Here’s another paragraph from the Slate article about a larger trend that I do agree is troublesome:
It’s worth looking at the world of culture as an environment: As rents in cities that have traditionally made creative life possible – especially collaborative creative life – jolts up by 10 percent or more a year, musicians, writers, actors, and others get forced out to make room for financiers and trustafarians. If I can extend the eco-system metaphor for a second: For most people working in film, music, television, or books, that is hardly sustainable. David Byrne has made this point about the one-percenting of American cities and its impact on culture quite eloquently; “The New Making It” does not even engage his argument indirectly.
The part about ‘collaborative creative life’ really hurts. Much of the music I listen to wouldn’t exist if not for the downtrodden arts community that inhabited New York City in the ’70s. This concern is a bit outside of Johnson’s original article, in my opinion, but is something that will have an impact on the quality, and regional meaningfulness, of American art moving forward.
Meanwhile, Bob Lefsetz weighs in:
Expect a flurry of naysayers to come out of the woodwork shortly. The Trichordist will freak out, all those agitating for a return to yesteryear. But the truth is we’re never going back, even if everything Steven Johnson says in this article is wrong. So why can’t we just accept it and move on, certainly the public has done this.
So stop complaining. You can make money in music, many are. Yes, the spoils are going to the 1%, but that’s true in all walks of our economy. Turns out there’s a limited number of top-notch execs and a limited number of top-notch musicians.
The public is happy. Instead of trying to get people to change their minds and go back to a past that you want, better to give them what they want, even better, give them MORE than what they want, new and different. That’s what turns people on, not when they’re corralled and ripped-off, but when they’re enticed.
And then Steven Johnson has posted his promised response to the criticisms from the Future Of Music Coalition.
Via The New York Times Magazine:
Interestingly, in all the responses to the article, no one so far has been able to suggest a data source that suggests that mean or median incomes for musicians have declined since 1999, adjusted for inflation. Everything that I have uncovered in many months of researching this article suggests that the story of music since 1999 is one of steady but small growth for musicians. Not some glorious renaissance, but certainly not a crisis.

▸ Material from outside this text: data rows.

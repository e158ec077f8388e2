//! Where thesis collections come from.
//!
//! # Overview
//!
//! Two seams feed the pipeline:
//!
//! - [`PortalSession`]: a live browser session on the research portal,
//!   implemented outside this crate. [`scrape`] takes the session by value,
//!   so whatever the implementor tears down in `Drop` (browser process,
//!   driver connection) is released as soon as scraping returns, on success
//!   or failure.
//! - [`ThesisSource`]: anything that can hand over a ready collection. The
//!   persisted JSON document is the usual one ([`JsonFileSource`]).
//!
//! The free-text parsing the portal requires (director lists, thesis ids)
//! lives here so browser drivers only deal with DOM text.

use std::path::PathBuf;

use tracing::{debug, info, instrument};

use crate::error::ErrorCode;
use crate::model::{ThesisCollection, ThesisRecord};
use crate::names::{strip_diacritics, title_case};
use crate::store::{self, StoreError};

const DIRECTED_BY: &str = "dirigida por ";
const DIRECTOR_SEPARATOR: &str = " y ";

/// Errors from a thesis source.
#[derive(Debug, thiserror::Error)]
pub enum SourceError {
    #[error("portal session failed: {0}")]
    Session(String),
    #[error(transparent)]
    Store(#[from] StoreError),
}

impl SourceError {
    #[must_use]
    pub const fn code(&self) -> ErrorCode {
        match self {
            Self::Session(_) => ErrorCode::SourceFailed,
            Self::Store(err) => err.code(),
        }
    }
}

/// One thesis entry as rendered on the page, before any parsing.
#[derive(Debug, Clone, PartialEq, Eq)]
pub struct RawThesis {
    pub title: String,
    pub author: String,
    /// The directors block verbatim, e.g. `"Dirigida por Ana Ruiz y Luis Gil"`.
    pub directors_text: String,
}

/// A year heading and the theses listed under it, in page order.
#[derive(Debug, Clone, PartialEq, Eq)]
pub struct YearGroup {
    pub year: String,
    pub entries: Vec<RawThesis>,
}

/// A live session on the portal's thesis listing.
pub trait PortalSession {
    /// Keep pressing the "load more" control until it disappears.
    ///
    /// Returns how many times it was pressed.
    ///
    /// # Errors
    ///
    /// Returns [`SourceError::Session`] if the page cannot be driven.
    fn expand_all(&mut self) -> Result<usize, SourceError>;

    /// Read every year group currently rendered.
    ///
    /// # Errors
    ///
    /// Returns [`SourceError::Session`] if the page cannot be read.
    fn year_groups(&mut self) -> Result<Vec<YearGroup>, SourceError>;
}

/// Anything that can produce a complete collection.
pub trait ThesisSource {
    /// # Errors
    ///
    /// Implementation-specific; see [`SourceError`].
    fn load(&mut self) -> Result<ThesisCollection, SourceError>;
}

/// A persisted thesis document on disk.
#[derive(Debug, Clone)]
pub struct JsonFileSource {
    pub path: PathBuf,
}

impl JsonFileSource {
    pub fn new(path: impl Into<PathBuf>) -> Self {
        Self { path: path.into() }
    }
}

impl ThesisSource for JsonFileSource {
    fn load(&mut self) -> Result<ThesisCollection, SourceError> {
        Ok(store::load_collection(&self.path)?)
    }
}

/// Split a directors block into individual, title-cased names.
///
/// The block is lower-cased and stripped of diacritics, the leading
/// `"dirigida por "` marker is dropped, and names are separated on `" y "`.
#[must_use]
pub fn parse_directors(text: &str) -> Vec<String> {
    let lowered = strip_diacritics(&text.to_lowercase());
    let start = lowered.trim_start();
    let body = start.strip_prefix(DIRECTED_BY).unwrap_or(start);
    body.split(DIRECTOR_SEPARATOR)
        .map(str::trim)
        .filter(|name| !name.is_empty())
        .map(title_case)
        .collect()
}

/// Turn scraped year groups into a collection with `"{year}-{n}"` ids.
#[must_use]
pub fn assemble(groups: Vec<YearGroup>) -> ThesisCollection {
    let mut collection = ThesisCollection::new();
    for group in groups {
        for (i, raw) in group.entries.into_iter().enumerate() {
            let id = ThesisCollection::thesis_id(&group.year, i + 1);
            let record = ThesisRecord {
                title: raw.title,
                author: raw.author,
                directors: parse_directors(&raw.directors_text),
            };
            collection.insert(group.year.clone(), id, record);
        }
    }
    collection
}

/// Drive a portal session to completion and assemble its content.
///
/// The session is consumed and dropped before this returns.
///
/// # Errors
///
/// Propagates any [`SourceError`] from the session.
#[instrument(skip(session))]
pub fn scrape<S: PortalSession>(mut session: S) -> Result<ThesisCollection, SourceError> {
    let clicks = session.expand_all()?;
    debug!(clicks, "listing fully expanded");
    let groups = session.year_groups()?;
    drop(session);

    let collection = assemble(groups);
    info!(records = collection.len(), "portal scraped");
    Ok(collection)
}

#[cfg(test)]
mod tests {
    use super::*;
    use std::cell::Cell;
    use std::rc::Rc;

    #[test]
    fn parses_two_directors() {
        assert_eq!(
            parse_directors("Dirigida por JOSÉ PÉREZ y Ana María Ruiz"),
            vec!["Jose Perez".to_string(), "Ana Maria Ruiz".to_string()]
        );
    }

    #[test]
    fn parses_single_director_without_marker() {
        assert_eq!(parse_directors("  luis gil  "), vec!["Luis Gil".to_string()]);
    }

    #[test]
    fn empty_block_has_no_directors() {
        assert!(parse_directors("Dirigida por ").is_empty());
    }

    #[test]
    fn assemble_numbers_from_one_in_page_order() {
        let groups = vec![YearGroup {
            year: "2022".to_string(),
            entries: vec![
                RawThesis {
                    title: "First".to_string(),
                    author: "Ruiz, Ana".to_string(),
                    directors_text: "Dirigida por Luis Gil".to_string(),
                },
                RawThesis {
                    title: "Second".to_string(),
                    author: "Bo Li".to_string(),
                    directors_text: "Dirigida por Luis Gil y Jane Doe".to_string(),
                },
            ],
        }];

        let c = assemble(groups);
        assert_eq!(c.get("2022", "2022-1").map(|r| r.title.as_str()), Some("First"));
        let second = c.get("2022", "2022-2").unwrap();
        assert_eq!(second.directors, vec!["Luis Gil", "Jane Doe"]);
        // Authors are left raw for the cleaner.
        assert_eq!(c.get("2022", "2022-1").unwrap().author, "Ruiz, Ana");
    }

    struct FakeSession {
        fail: bool,
        dropped: Rc<Cell<bool>>,
    }

    impl PortalSession for FakeSession {
        fn expand_all(&mut self) -> Result<usize, SourceError> {
            if self.fail {
                Err(SourceError::Session("load more button never settled".to_string()))
            } else {
                Ok(3)
            }
        }

        fn year_groups(&mut self) -> Result<Vec<YearGroup>, SourceError> {
            Ok(vec![YearGroup {
                year: "2021".to_string(),
                entries: vec![RawThesis {
                    title: "T".to_string(),
                    author: "A".to_string(),
                    directors_text: "Dirigida por B".to_string(),
                }],
            }])
        }
    }

    impl Drop for FakeSession {
        fn drop(&mut self) {
            self.dropped.set(true);
        }
    }

    #[test]
    fn scrape_releases_session_on_success() {
        let dropped = Rc::new(Cell::new(false));
        let session = FakeSession {
            fail: false,
            dropped: Rc::clone(&dropped),
        };
        let c = scrape(session).unwrap();
        assert_eq!(c.len(), 1);
        assert!(dropped.get());
    }

    #[test]
    fn scrape_releases_session_on_failure() {
        let dropped = Rc::new(Cell::new(false));
        let session = FakeSession {
            fail: true,
            dropped: Rc::clone(&dropped),
        };
        let err = scrape(session).unwrap_err();
        assert_eq!(err.code(), ErrorCode::SourceFailed);
        assert!(dropped.get());
    }

    #[test]
    fn json_source_reports_missing_file() {
        let mut source = JsonFileSource::new("/definitely/not/here/thesis.json");
        let err = source.load().unwrap_err();
        assert_eq!(err.code(), ErrorCode::InputUnreadable);
    }
}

As I wrote at the end of the article, I do not think this data should be used as a mindless defense of the status quo. For what it’s worth, I think musicians (and other creators) deserve to see an even bigger piece of the pie. I get that groups advocating on behalf of musicians may worry that a modestly optimistic story will make it harder for artists to negotiate better deals with their labels or new streaming services, or will encourage consumers to return to their old music-piracy ways because they read some article that said the musicians are doing just fine. But I think it’s just as important to point out that it has turned out to be a very exciting time to make music for a living, one filled with many new opportunities that didn’t exist 15 years ago. It’s important, for starters, because it contradicts a (false) theory that many smart people still hold about the state of the culture. But it’s also important for the music itself. I worry that there’s a whole generation of musicians out there who will be scared by all the doomsayers toward more conventional career paths, when there is so much evidence of opportunity all around us.